Twitter messages like the above could be used to redirect users to malicious websites.
(Screenshot by Michael Lee/ZDNet Australia)
Redirection scripts are typically used by sites in place of legitimate URLs to determine what links users are clicking on before sending them to their intended destination. However, when abused, they can trick users into thinking they are clicking on a link to a safe site such as Facebook or Google, but are actually being redirected to a site containing malware.
Facebook has long been using redirectors on its site, with URLs in the form of http://www.facebook.com/l.php?h=XXX&u=YYY, where the h parameter in the URL (XXX) is a security token and the u parameter (YYY) is the site that the user should be redirected to. Although the security token can easily be forged, users are always provided with a warning message, followed by the actual URL the user will be linked to and the option to proceed or not.
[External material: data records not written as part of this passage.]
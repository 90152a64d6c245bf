//! Two-tier content hashing.
//!
//! # Overview
//!
//! Content identity is decided by two digests with very different costs:
//!
//! - **Quick hash**: XxHash64 over the first [`PREHASH_SIZE`] bytes. It is not
//!   collision resistant and only ever used to rule files *out*.
//! - **Full hash**: BLAKE3 over the entire file, streamed in fixed-size chunks.
//!   This is the final word on "same content".
//!
//! Both digests are rendered as lowercase hex in the cache file, see
//! [`hash_to_hex`] and [`hex_to_hash`].

use std::fs::File;
use std::hash::Hasher as _;
use std::io::{self, Read};
use std::path::Path;

use twox_hash::XxHash64;

use super::HashError;

/// Number of leading bytes covered by the quick hash.
pub const PREHASH_SIZE: usize = 1024;

/// Read buffer used while streaming a file through BLAKE3.
const BUFFER_SIZE: usize = 64 * 1024;

/// Digest of the first [`PREHASH_SIZE`] bytes (big-endian XxHash64).
pub type QuickHash = [u8; 8];

/// BLAKE3 digest of the whole file.
pub type FullHash = [u8; 32];

/// Computes quick and full hashes for files on disk.
#[derive(Debug, Clone)]
pub struct Hasher {
    buffer_size: usize,
}

impl Default for Hasher {
    fn default() -> Self {
        Self::new()
    }
}

impl Hasher {
    /// Create a hasher with the default streaming buffer.
    #[must_use]
    pub fn new() -> Self {
        Self {
            buffer_size: BUFFER_SIZE,
        }
    }

    /// Create a hasher with a custom streaming buffer size.
    ///
    /// The size only affects how many bytes are read per call; the resulting
    /// digest is identical for any buffer size.
    #[must_use]
    pub fn with_buffer_size(buffer_size: usize) -> Self {
        Self {
            buffer_size: buffer_size.max(1),
        }
    }

    /// Hash the first [`PREHASH_SIZE`] bytes of a file.
    ///
    /// Files shorter than [`PREHASH_SIZE`] are hashed in full.
    ///
    /// # Errors
    ///
    /// Returns [`HashError::NotFound`] if the file no longer exists,
    /// [`HashError::PermissionDenied`] if it cannot be opened, and
    /// [`HashError::Io`] for any other read failure.
    pub fn prehash(&self, path: &Path) -> Result<QuickHash, HashError> {
        let file = open(path)?;
        let mut head = Vec::with_capacity(PREHASH_SIZE);
        file.take(PREHASH_SIZE as u64)
            .read_to_end(&mut head)
            .map_err(|e| HashError::from_io(path, e))?;

        let mut hasher = XxHash64::with_seed(0);
        hasher.write(&head);
        Ok(hasher.finish().to_be_bytes())
    }

    /// Hash the entire content of a file, reading it sequentially to the end.
    ///
    /// # Errors
    ///
    /// Same as [`Hasher::prehash`].
    pub fn full_hash(&self, path: &Path) -> Result<FullHash, HashError> {
        let mut file = open(path)?;
        let mut hasher = blake3::Hasher::new();
        let mut buffer = vec![0u8; self.buffer_size];

        loop {
            let read = match file.read(&mut buffer) {
                Ok(0) => break,
                Ok(n) => n,
                Err(e) if e.kind() == io::ErrorKind::Interrupted => continue,
                Err(e) => return Err(HashError::from_io(path, e)),
            };
            hasher.update(&buffer[..read]);
        }

        Ok(*hasher.finalize().as_bytes())
    }
}

fn open(path: &Path) -> Result<File, HashError> {
    File::open(path).map_err(|e| HashError::from_io(path, e))
}

/// Render digest bytes as lowercase hexadecimal.
#[must_use]
pub fn hash_to_hex(bytes: &[u8]) -> String {
    const DIGITS: &[u8; 16] = b"0123456789abcdef";
    let mut out = String::with_capacity(bytes.len() * 2);
    for byte in bytes {
        out.push(DIGITS[(byte >> 4) as usize] as char);
        out.push(DIGITS[(byte & 0x0f) as usize] as char);
    }
    out
}

/// Parse a hexadecimal digest of exactly `N` bytes.
///
/// Returns `None` if the string has the wrong length or contains a
/// non-hex character. Both upper and lower case digits are accepted.
#[must_use]
pub fn hex_to_hash<const N: usize>(hex: &str) -> Option<[u8; N]> {
    let bytes = hex.as_bytes();
    if bytes.len() != N * 2 {
        return None;
    }

    let mut out = [0u8; N];
    for (slot, pair) in out.iter_mut().zip(bytes.chunks_exact(2)) {
        let high = hex_digit(pair[0])?;
        let low = hex_digit(pair[1])?;
        *slot = (high << 4) | low;
    }
    Some(out)
}

fn hex_digit(c: u8) -> Option<u8> {
    match c {
        b'0'..=b'9' => Some(c - b'0'),
        b'a'..=b'f' => Some(c - b'a' + 10),
        b'A'..=b'F' => Some(c - b'A' + 10),
        _ => None,
    }
}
However, a security researcher going by the name longrifle0x has discovered that Google's redirection script used as part of its Open Authentication protocol requires no security token and doesn't provide any warning that the user is about to be redirected to a third-party site. For example, a URL such as https://accounts.google.com/o/oauth2/auth?redirect_uri=%68%74%74%70%3A%2F%2F%77%77%77%2E%7A%64%6E%65%74%2E%63%6F%6D%2E%61%75 appears to be a site on Google's domain, but actually redirects to http://www.zdnet.com.au.
Many social networking services, such as Twitter, also shorten URLs to display only the beginning of the locator to indicate to users what domain a site is on, making the situation worse. When combined with recent news or events, such as Google's recent testing of its password-less log-in, which also resides on Google's accounts sub-domain, unaware users could fall victim to phishing attacks.
When ZDNet Australia contacted Google for comment, the company said that while open redirects can be abused, it did not believe they represented a vulnerability as "there are many situations where it's helpful to redirect users to another page". However, the company did say that it works to limit the possibility of abuse.
This is not the first time Google's scripts or services have been found to be open to abuse. In August last year, a security researcher discovered that Google's servers could be used to multiply the output of distributed denial-of-service attacks.